Wren setzte sich auf eine Bank, den Blick noch immer gen Himmel gerichtet, die Ohren nun auf das Vogelgezwitscher eingestellt, das sie den einzelnen Vögeln aber nicht zuordnen konnte. Ihre Mutter kannte bestimmt einige der Rufe. Sie liebte Vögel. Immer wieder hatte sie Wren erzählt, wie ein Vogel sie gerettet hatte. Oder vielmehr, wie Gott sie gerettet hatte, indem er ihr einen Vogel schickte.

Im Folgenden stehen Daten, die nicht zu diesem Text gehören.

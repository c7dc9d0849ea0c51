//! (title, ministry, agency) -> industry + flags.

use once_cell::sync::Lazy;
use std::collections::HashMap;

use crate::taxonomy;

#[derive(Debug, Clone, PartialEq)]
pub struct ClassificationResult {
    pub industry: String,
    pub confidence: f64,
    pub ministry_based: bool,
    /// Whether any entry in `KEYWORD_INDUSTRY` matched the title/name
    /// scan, independent of which sector ended up winning.
    pub keyword_matched: bool,
}

#[derive(Debug, Clone, PartialEq)]
pub struct ExtendedClassificationResult {
    pub base: ClassificationResult,
    pub requires_regional_filter: bool,
    pub matched_regional_keywords: Vec<String>,
}

/// Ministry name → sectors it is a strong prior for (a ministry may point
/// to multiple sectors).
static MINISTRY_SECTORS: Lazy<HashMap<&'static str, Vec<&'static str>>> = Lazy::new(|| {
    HashMap::from([
        ("과학기술정보통신부", vec!["ICT"]),
        ("산업통상자원부", vec!["MANUFACTURING", "ENERGY", "MATERIALS"]),
        ("보건복지부", vec!["BIO_HEALTH"]),
        ("환경부", vec!["ENVIRONMENT"]),
        ("농림축산식품부", vec!["AGRICULTURE"]),
        ("해양수산부", vec!["MARINE"]),
        ("국방부", vec!["DEFENSE"]),
        ("국토교통부", vec!["CONSTRUCTION"]),
        ("금융위원회", vec!["FINANCE"]),
        ("문화체육관광부", vec!["CULTURE_CONTENT"]),
        ("중소벤처기업부", vec!["GENERAL", "MANUFACTURING", "ICT"]),
    ])
});

/// keyword → industry table used for the title/program-name scan.
static KEYWORD_INDUSTRY: Lazy<Vec<(&'static str, &'static str)>> = Lazy::new(|| {
    vec![
        ("AI", "ICT"), ("인공지능", "ICT"), ("데이터", "ICT"), ("플랫폼", "ICT"),
        ("클라우드", "ICT"), ("소프트웨어", "ICT"), ("네트워크", "ICT"), ("IoT", "ICT"),
        ("신약", "BIO_HEALTH"), ("의료기기", "BIO_HEALTH"), ("임상", "BIO_HEALTH"),
        ("바이오", "BIO_HEALTH"), ("헬스케어", "BIO_HEALTH"), ("치매", "BIO_HEALTH"),
        ("제조", "MANUFACTURING"), ("공정", "MANUFACTURING"), ("스마트공장", "MANUFACTURING"),
        ("소재", "MATERIALS"), ("부품", "MANUFACTURING"), ("소부장", "MANUFACTURING"),
        ("신재생", "ENERGY"), ("태양광", "ENERGY"), ("수소", "ENERGY"), ("에너지", "ENERGY"),
        ("탄소중립", "ENVIRONMENT"), ("환경", "ENVIRONMENT"), ("자원순환", "ENVIRONMENT"),
        ("스마트팜", "AGRICULTURE"), ("농업", "AGRICULTURE"), ("축산", "AGRICULTURE"),
        ("해양", "MARINE"), ("조선", "MARINE"), ("수산", "MARINE"),
        ("국방", "DEFENSE"), ("방위산업", "DEFENSE"), ("사이버보안", "DEFENSE"),
        ("건설", "CONSTRUCTION"), ("스마트시티", "CONSTRUCTION"),
        ("핀테크", "FINANCE"), ("금융", "FINANCE"), ("블록체인", "FINANCE"),
        ("콘텐츠", "CULTURE_CONTENT"), ("게임", "CULTURE_CONTENT"),
    ]
});

/// Regional keyword set used by the "extended" variant's
/// `requiresRegionalFilter` scan.
static REGIONAL_KEYWORDS: Lazy<Vec<&'static str>> = Lazy::new(|| {
    vec![
        "지역", "비수도권", "수도권", "강원", "충북", "충남", "전북", "전남",
        "경북", "경남", "제주", "부산", "대구", "광주", "대전", "울산", "세종",
    ]
});

const MINISTRY_BONUS: f64 = 10.0;
const KEYWORD_BONUS: f64 = 5.0;
const CONFIDENCE_DIVISOR: f64 = 25.0;

fn score_industries(
    title: &str,
    program_name: Option<&str>,
    ministry: Option<&str>,
) -> (HashMap<&'static str, f64>, bool, bool) {
    let mut scores: HashMap<&'static str, f64> = HashMap::new();
    let mut ministry_based = false;
    let mut keyword_matched = false;

    if let Some(ministry) = ministry {
        if let Some(sectors) = MINISTRY_SECTORS.get(ministry) {
            ministry_based = true;
            for sector in sectors {
                *scores.entry(sector).or_insert(0.0) += MINISTRY_BONUS;
            }
        }
    }

    let haystack = match program_name {
        Some(name) => format!("{title} {name}"),
        None => title.to_string(),
    };

    for (keyword, industry) in KEYWORD_INDUSTRY.iter() {
        if haystack.contains(keyword) {
            keyword_matched = true;
            *scores.entry(industry).or_insert(0.0) += KEYWORD_BONUS;
        }
    }

    (scores, ministry_based, keyword_matched)
}

/// Picks the industry with the highest score; ties break by first
/// declared in the keyword table (i.e. `SECTORS` order, since that's the
/// table's declared order). Falls back to `{GENERAL, 0.5, ministryBased:
/// false}` when no scores fired at all.
pub fn classify_program(title: &str, program_name: Option<&str>, ministry: Option<&str>) -> ClassificationResult {
    let (scores, ministry_based, keyword_matched) = score_industries(title, program_name, ministry);

    if scores.is_empty() {
        return ClassificationResult {
            industry: "GENERAL".to_string(),
            confidence: 0.5,
            ministry_based: false,
            keyword_matched: false,
        };
    }

    let mut best_sector = taxonomy::SECTORS[0];
    let mut best_score = -1.0;
    for sector in taxonomy::SECTORS {
        if let Some(score) = scores.get(sector) {
            if *score > best_score {
                best_score = *score;
                best_sector = sector;
            }
        }
    }

    let confidence = (best_score / CONFIDENCE_DIVISOR).min(1.0);
    ClassificationResult { industry: best_sector.to_string(), confidence, ministry_based, keyword_matched }
}

/// Extended variant: additionally returns `requiresRegionalFilter` and
/// the matching regional keywords, from a separate scan over
/// title+description.
pub fn classify_program_extended(
    title: &str,
    program_name: Option<&str>,
    ministry: Option<&str>,
    description: Option<&str>,
) -> ExtendedClassificationResult {
    let base = classify_program(title, program_name, ministry);

    let haystack = match description {
        Some(desc) => format!("{title} {desc}"),
        None => title.to_string(),
    };

    let matched: Vec<String> = REGIONAL_KEYWORDS
        .iter()
        .filter(|kw| haystack.contains(*kw))
        .map(|kw| kw.to_string())
        .collect();

    ExtendedClassificationResult {
        base,
        requires_regional_filter: !matched.is_empty(),
        matched_regional_keywords: matched,
    }
}

/// Normalizes aliases (`BIO`, `BIOHEALTH`, `HEALTH` → `BIO_HEALTH`, etc.)
/// to one of the closed set of industry codes.
pub fn normalize_sector_alias(sector: &str) -> String {
    let upper = taxonomy::normalize(sector);
    match upper.as_str() {
        "BIO" | "BIOHEALTH" | "HEALTH" | "BIO_HEALTH" | "HEALTHCARE" => "BIO_HEALTH".to_string(),
        "IT" | "ICT" | "SOFTWARE" | "TECH" => "ICT".to_string(),
        "MFG" | "MANUFACTURING" => "MANUFACTURING".to_string(),
        "ENERGY" | "POWER" => "ENERGY".to_string(),
        "ENV" | "ENVIRONMENT" | "ENVIRONMENTAL" => "ENVIRONMENT".to_string(),
        "MATERIAL" | "MATERIALS" => "MATERIALS".to_string(),
        "AGRI" | "AGRICULTURE" | "FARMING" => "AGRICULTURE".to_string(),
        "MARINE" | "OCEAN" | "FISHERIES" => "MARINE".to_string(),
        "DEFENSE" | "DEFENCE" | "MILITARY" => "DEFENSE".to_string(),
        "CONSTRUCTION" | "BUILDING" => "CONSTRUCTION".to_string(),
        "FINANCE" | "FINTECH" | "FINANCIAL" => "FINANCE".to_string(),
        "CULTURE" | "CONTENT" | "CULTURE_CONTENT" => "CULTURE_CONTENT".to_string(),
        _ => "GENERAL".to_string(),
    }
}

/// `getIndustryRelevance(orgSector, programIndustry)`: normalizes the
/// org's sector first, then returns 1.0 on exact match; the explicit
/// cross-relevance value if present (either direction); otherwise 0.2
/// (note: distinct from the taxonomy's own 0.3 default — this is the
/// classifier-level fallback specified in §4.2).
pub fn get_industry_relevance(org_sector: &str, program_industry: &str) -> f64 {
    let normalized_org = normalize_sector_alias(org_sector);
    if normalized_org.eq_ignore_ascii_case(program_industry) {
        return 1.0;
    }

    taxonomy::explicit_relevance(&normalized_org, program_industry).unwrap_or(0.2)
}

Vielleicht sollte sie ihre Mutter anrufen und sie bitten, ihr die Geschichte noch einmal zu erzählen, um sie daran zu erinnern, dass sie nicht allein war, dass Gott bei ihr war. Auch wenn es im Augenblick nicht so schien.

2

Oh, ihr süßes kleines Vögelchen.

Jamie Crawford drückte das Telefon an ihre Brust und lehnte sich ans Geländer. Es kostete sie alle Kraft, nicht sofort ins nächste Flugzeug von North Carolina nach Michigan zu steigen und ihre älteste Tochter in die Arme zu schließen. Aber Wren hatte wieder einmal darauf beharrt, dass dies eine Reise war, die sie allein machen musste. Sie wollte nicht, dass ihre Familie sie so erlebte. Nicht hier, Mama. Nicht jetzt. Vielleicht wenn ich wieder zu Hause bin.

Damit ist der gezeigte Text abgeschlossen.